Wolf here: There has been heated discussion and seething commentary in the US, including on Wolf Street and its predecessor site, about the ballooning expense of going to college, and about the pile of student loans – now over $1 trillion in aggregate – that graduates have to struggle with for many years, often at the expense of other economic activities, such as buying a home. Ultimately, the question arises whether or not a diploma is a good investment.

Here is a voice on this topic from the UK where the system is different but the problems and the math are the same.

By Jan Frank, from Britain, currently living in Spain (a Wolf Street exclusive):

I’ve got a 15-year-old granddaughter who wants to go to study at a university. I asked her what she wanted to study, and she told me she didn’t really know, but just felt it was a good idea. After all, the Government had told us all that Britain needed a skilled and trained workforce if it was going to compete with the rest of the world, and she had read that any girl who had been to university earned £250,000 more in her life time than somebody who hadn’t.

She even showed me the article, Degree is worth an extra £250,000 in lifetime earnings for women – but only £170,000 for men, which is more than I could have done at her age. Kids are clever these days.

£250,000 eh? That’s a lot of cash, almost enough to buy a house. Just for three years at a university, and even if you have to pay for the course and borrow the money on which to live, it sounds like a good investment. And not just for the country.

I could have left school at 16. I didn’t because I was a clever little boy, and my teachers told me that if I really worked hard, I might even make it to university. So I worked hard, left school at 18 with a long list of exams I had passed, and then went on to a school of architecture (which has since become a university). It took me another 6 years before I left with that important piece of paper and got myself a real job with a real salary.

So there I was, Mr Architect, complete with 3-piece suit and a briefcase, trotting off to building sites after a hectic morning in the office. At the site I would talk to builders, men who were often only a few years older than me, but who had bought their own house five years ago, drove a large new-ish car and went off to Benidorm for their annual holidays. Whereas I was living in a rented flat, drove a wreck which I repaired myself, and my idea of a holiday was 2 weeks by the seaside in Cornwall. The builder would be respectful and listen to my orders, but from a financial point of view, he was ahead by at least once around the track. What was going on?
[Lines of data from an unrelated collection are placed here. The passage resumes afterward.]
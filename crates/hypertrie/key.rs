use smallvec::SmallVec;

use crate::config::MAX_DEPTH;
use crate::error::HypertrieError;

/// Coordinate of a cell along one axis.
pub type KeyPart = u64;

/// Full coordinate of a cell, one key part per axis.
pub type RawKey = SmallVec<[KeyPart; MAX_DEPTH]>;

/// One `Option<KeyPart>` per axis: `Some` fixes the axis, `None` leaves it free.
pub type SliceKey = SmallVec<[Option<KeyPart>; MAX_DEPTH]>;

/// A key together with its non-empty value.
#[derive(Debug, Clone, PartialEq, Eq, Hash)]
pub struct Entry<V> {
    pub key: RawKey,
    pub value: V,
}

impl<V: Copy> Entry<V> {
    pub fn new(key: &[KeyPart], value: V) -> Self {
        Self {
            key: RawKey::from_slice(key),
            value,
        }
    }

    pub fn depth(&self) -> usize {
        self.key.len()
    }

    /// The entry with the key part at `pos` dropped.
    pub fn subentry(&self, pos: usize) -> Entry<V> {
        let mut key = self.key.clone();
        key.remove(pos);
        Entry {
            key,
            value: self.value,
        }
    }

    /// Inverse of [`Entry::subentry`]: reinserts `key_part` at `pos`.
    pub fn with_key_part(mut self, pos: usize, key_part: KeyPart) -> Entry<V> {
        self.key.insert(pos, key_part);
        self
    }
}

/// Checks that `key` addresses a cell of a hypertrie of `depth`.
pub(crate) fn check_key_length(key: &[KeyPart], depth: usize) -> Result<(), HypertrieError> {
    if key.len() != depth {
        return Err(HypertrieError::WrongKeyLength {
            expected: depth,
            actual: key.len(),
        });
    }
    Ok(())
}

/// A set of axis positions of a node, stored as a bit mask.
#[derive(Debug, Clone, Copy, PartialEq, Eq, Default, Hash)]
pub struct KeyPositions(u32);

impl KeyPositions {
    /// Validates `positions` against a node of `depth`: non-empty, pairwise
    /// distinct and each smaller than `depth`.
    pub fn new(positions: &[usize], depth: usize) -> Result<Self, HypertrieError> {
        let invalid = || HypertrieError::InvalidDiagonalPositions {
            positions: positions.to_vec(),
            depth,
        };
        if positions.is_empty() {
            return Err(invalid());
        }
        let mut mask = 0u32;
        for &pos in positions {
            if pos >= depth || mask & (1 << pos) != 0 {
                return Err(invalid());
            }
            mask |= 1 << pos;
        }
        Ok(Self(mask))
    }

    pub fn contains(&self, pos: usize) -> bool {
        self.0 & (1 << pos) != 0
    }

    pub fn count(&self) -> usize {
        self.0.count_ones() as usize
    }

    pub fn is_empty(&self) -> bool {
        self.0 == 0
    }

    pub fn iter(self) -> impl Iterator<Item = usize> {
        (0..MAX_DEPTH).filter(move |pos| self.contains(*pos))
    }

    /// Positions of the child reached by consuming `removed`: `removed` is
    /// dropped and every position above it moves down by one.
    pub fn without(&self, removed: usize) -> Self {
        let below = self.0 & ((1 << removed) - 1);
        let above = (self.0 >> (removed + 1)) << removed;
        Self(below | above)
    }

    /// The common key part of `key` at all positions, if they agree.
    pub fn common_key_part(&self, key: &[KeyPart]) -> Option<KeyPart> {
        let mut positions = self.iter();
        let first = key[positions.next()?];
        positions.all(|pos| key[pos] == first).then_some(first)
    }

    /// `key` with all positions of the set removed.
    pub fn project_out(&self, key: &[KeyPart]) -> RawKey {
        key.iter()
            .enumerate()
            .filter(|(pos, _)| !self.contains(*pos))
            .map(|(_, key_part)| *key_part)
            .collect()
    }
}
Call me stupid, but it took me a few years to realize what was going on. I started earning a proper – but not impressive – salary when I was 26. I got married and had kids – not a particularly cheap hobby. Year by year I earned more, and pretty soon I was earning enough to start paying taxes. As my salary went up, so did my taxes. I also had to maintain my small stable of 3-piece suits, pay for business lunches, and find myself a car suited to my station in life. I was still living in a rented flat. Try as I would, there never seemed to be enough surplus to be able to buy my own flat.  I just continued to work hard and try to impress the boss.  Sooner or later my time would come.
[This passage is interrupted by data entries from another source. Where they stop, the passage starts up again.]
use std::cmp::Ordering;

use rustc_hash::{FxHashMap, FxHashSet};
use tracing::{debug, trace};

use crate::allocator::NodeAllocator;
use crate::identifier::Identifier;
use crate::key::Entry;
use crate::node::{Edges, FullNode};
use crate::storage::LevelStorage;
use crate::value::Value;

use super::entries_by_key_part;
use super::plan::{FullNodeUpdate, UpdatePlan};
use super::requests::{CompressedChange, UpdateMode, UpdateRequests};

/// How the full node being filled came to be.
#[derive(Debug, Clone, Copy, PartialEq, Eq)]
enum Origin {
    /// Built from scratch, every edge is new.
    Created,
    /// Clone of a source that keeps its own references to the children.
    Copied,
    /// The source itself, its references to the children are taken over.
    Moved,
}

/// Applies `requests` to `levels[..requests.depth()]`, one depth at a time
/// from the top down. Applying a depth only registers requests for the depth
/// below.
pub(crate) fn apply_update<V: Value, A: NodeAllocator>(
    levels: &mut [LevelStorage<V, A>],
    requests: UpdateRequests<V>,
) {
    let mut requests = requests;
    loop {
        let depth = requests.depth();
        let (lower, upper) = levels.split_at_mut(depth - 1);
        let plan = UpdatePlan::new(requests, &upper[0]);
        let mut update = LevelUpdate {
            depth,
            level: &mut upper[0],
            lower,
            child_requests: UpdateRequests::new(depth - 1),
            done: FxHashSet::default(),
        };
        update.execute(plan);
        if depth == 1 {
            debug_assert!(update.child_requests.is_empty());
            return;
        }
        requests = update.child_requests;
    }
}

struct LevelUpdate<'s, V: Value, A: NodeAllocator> {
    depth: usize,
    level: &'s mut LevelStorage<V, A>,
    /// Storage of the depths below, read while requests for them are collected.
    lower: &'s [LevelStorage<V, A>],
    child_requests: UpdateRequests<V>,
    /// Full nodes whose reference count is final.
    done: FxHashSet<Identifier>,
}

impl<V: Value, A: NodeAllocator> LevelUpdate<'_, V, A> {
    fn execute(&mut self, plan: UpdatePlan<V>) {
        let UpdatePlan {
            create,
            copy,
            moves,
            delete,
            deltas,
            compressed_changes,
        } = plan;
        debug!(
            depth = self.depth,
            created = create.len(),
            copied = copy.len(),
            moved = moves.len(),
            deleted = delete.len(),
            compressed = compressed_changes.len(),
            "applying node updates"
        );

        for (id, entries) in create {
            let ref_count = final_ref_count(&deltas, id, self.depth);
            let mut node = FullNode::new(self.depth);
            self.insert_entries(&mut node, entries, Origin::Created);
            self.level.full.insert(id, node, ref_count);
            self.done.insert(id);
        }

        for update in copy {
            let mut node = self.level.full.lookup(update.source).clone();
            self.fill(&mut node, update.entries, update.mode, Origin::Copied);
            let ref_count = final_ref_count(&deltas, update.target, self.depth);
            self.level.full.insert(update.target, node, ref_count);
            self.done.insert(update.target);
        }

        for FullNodeUpdate {
            source,
            target,
            entries,
            mode,
        } in moves
        {
            trace!(depth = self.depth, %source, %target, "reusing full node");
            let mut node = self.level.full.detach(source);
            self.fill(&mut *node, entries, mode, Origin::Moved);
            let ref_count = final_ref_count(&deltas, target, self.depth);
            self.level.full.attach(target, node, ref_count);
            self.done.insert(source);
            self.done.insert(target);
        }

        for id in delete {
            let node = self.level.full.remove(id);
            if let Edges::Children(children) = node.edges() {
                for child in children.iter().flat_map(|edges| edges.values()) {
                    self.child_requests.apply_ref_count_delta(*child, -1);
                }
            }
            self.done.insert(id);
        }

        for (id, delta) in deltas {
            if self.done.contains(&id) {
                continue;
            }
            if self.level.full.adjust(id, delta).is_some() {
                panic!(
                    "full node {id} at depth {} lost its last reference outside of a deletion",
                    self.depth
                );
            }
        }

        for (id, change) in compressed_changes {
            self.apply_compressed_change(id, change);
        }
    }

    fn fill(
        &mut self,
        node: &mut FullNode<V>,
        entries: Vec<Entry<V>>,
        mode: UpdateMode,
        origin: Origin,
    ) {
        match mode {
            UpdateMode::Insert => self.insert_entries(node, entries, origin),
            UpdateMode::Erase => self.erase_entries(node, entries, origin),
        }
    }

    fn insert_entries(&mut self, node: &mut FullNode<V>, entries: Vec<Entry<V>>, origin: Origin) {
        let added = entries.len();
        match node.edges_mut() {
            Edges::Values(values) => {
                for entry in entries {
                    let previous = values.insert(entry.key[0], entry.value);
                    debug_assert!(previous.is_none(), "key part {} inserted twice", entry.key[0]);
                }
            }
            Edges::Children(children) => {
                for (pos, edges) in children.iter_mut().enumerate() {
                    let inserted = entries_by_key_part(&entries, pos);
                    if origin == Origin::Copied {
                        for (key_part, child) in edges.iter() {
                            if !inserted.contains_key(key_part) {
                                self.child_requests.apply_ref_count_delta(*child, 1);
                            }
                        }
                    }
                    for (key_part, sub_entries) in inserted {
                        let existing = match origin {
                            Origin::Created => None,
                            Origin::Copied | Origin::Moved => edges.get(&key_part).copied(),
                        };
                        let child = match existing {
                            Some(child) => self.child_requests.insert_into_node(
                                self.lower,
                                child,
                                sub_entries,
                                origin == Origin::Moved,
                            ),
                            None => self.child_requests.add_node(sub_entries),
                        };
                        edges.insert(key_part, child);
                    }
                }
                node.grow(added);
            }
        }
    }

    fn erase_entries(&mut self, node: &mut FullNode<V>, entries: Vec<Entry<V>>, origin: Origin) {
        debug_assert_ne!(origin, Origin::Created);
        let count = entries.len();
        match node.edges_mut() {
            Edges::Values(values) => {
                for entry in &entries {
                    let previous = values.remove(&entry.key[0]);
                    debug_assert!(previous.is_some(), "key part {} is not stored", entry.key[0]);
                }
            }
            Edges::Children(children) => {
                for (pos, edges) in children.iter_mut().enumerate() {
                    let mut erased = entries_by_key_part(&entries, pos);
                    let lower = self.lower;
                    if origin == Origin::Copied {
                        let requests = &mut self.child_requests;
                        edges.retain(|key_part, child| match erased.remove(key_part) {
                            Some(removed) => {
                                *child = requests.remove_from_node(lower, *child, removed, false);
                                !child.is_empty()
                            }
                            None => {
                                requests.apply_ref_count_delta(*child, 1);
                                true
                            }
                        });
                        debug_assert!(
                            erased.is_empty(),
                            "erasing key parts missing at position {pos}"
                        );
                        continue;
                    }
                    for (key_part, removed) in erased {
                        let Some(child) = edges.get(&key_part).copied() else {
                            panic!(
                                "erasing key part {key_part} missing at position {pos} of depth {}",
                                self.depth
                            );
                        };
                        let requests = &mut self.child_requests;
                        let child = requests.remove_from_node(lower, child, removed, true);
                        if child.is_empty() {
                            edges.remove(&key_part);
                        } else {
                            edges.insert(key_part, child);
                        }
                    }
                }
                node.shrink(count);
            }
        }
        assert!(
            node.size() > 1,
            "full node at depth {} shrank to {} entries",
            self.depth,
            node.size()
        );
    }

    fn apply_compressed_change(&mut self, id: Identifier, change: CompressedChange<V>) {
        let delta = change.ref_count_delta;
        match delta.cmp(&0) {
            Ordering::Less => {
                self.level.compressed.release(id, delta.unsigned_abs());
                return;
            }
            Ordering::Equal => return,
            Ordering::Greater => {}
        }
        let depth = self.depth;
        self.level
            .compressed
            .acquire(id, delta.unsigned_abs(), || match change.entry {
                Some(entry) => {
                    debug_assert_eq!(Identifier::of_entry(&entry.key, entry.value), id);
                    entry
                }
                None => panic!(
                    "compressed node {id} at depth {depth} is absent and cannot be created"
                ),
            });
    }
}

fn final_ref_count(deltas: &FxHashMap<Identifier, isize>, id: Identifier, depth: usize) -> usize {
    match deltas.get(&id) {
        Some(&delta) if delta > 0 => delta.unsigned_abs(),
        _ => panic!("new full node {id} at depth {depth} has no references"),
    }
}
Meanwhile, those builders were forging ahead. Bigger contracts, a bigger house in a better part of town, a bigger car, and perhaps their own holiday flat near Benidorm. They still listened respectfully to what I had to say, but you could almost hear their thoughts on my financial status.

Eventually I worked it out. By this time, small individual computers with spreadsheet programs had arrived, and I plugged in a few numbers, to come to the conclusion that in 1980:

your average architect has to reach the ripe old age of 45 before his lifetime net earnings – after paying taxes – exceed those of the builder who left school when he was 16

That was 1980. I didn’t have to pay for my study – it was free in those days. My parents were poor, and so I got a grant to cover food and lodging; I didn’t finish with a £60,000 student debt (this seems to be the average these days). I didn’t have to spend 2 years as an intern just being paid expenses and pocket-money. I was lucky, much luckier than that granddaughter of mine will be.

So I looked at what my granddaughter would achieve, if she studied. She (or her parents, or me, if my daughter turns the screw really hard) will have to fork out something like £60,000 or so before she gets her diploma. At 23 or 24, she will probably have to work as an intern for a couple of years before she starts pulling in real money.

Whereas, if she leaves school at 16, gets a job cutting hair, sets up her own hair saloon by the time she is 20, and opens a second shop when she’s 24, she can work out that

the girl with a university degree will be 50 or 55 before her net life-time earnings equal those of a fairly intelligent and enterprising person who left school at 16

Yes, during those last 15 or 20 years she will be earning a lot more than the owner of two or three hair salons, but long before she gets to be 55 she will want to buy a house, raise a family, see those kids off to have a life of their own, and arrange for some place where her poor old grandfather can spend his twilight years.

Maybe this country needs lots of educated and experienced people, but I reckon that a company looking for responsible and sensible managers should do well to avoid anyone with a university degree. That degree simply seems to mean that somebody cannot do their sums.

And so I shall tell my granddaughter. Whether she will listen is another matter. By Jan Frank, a Wolf Street exclusive.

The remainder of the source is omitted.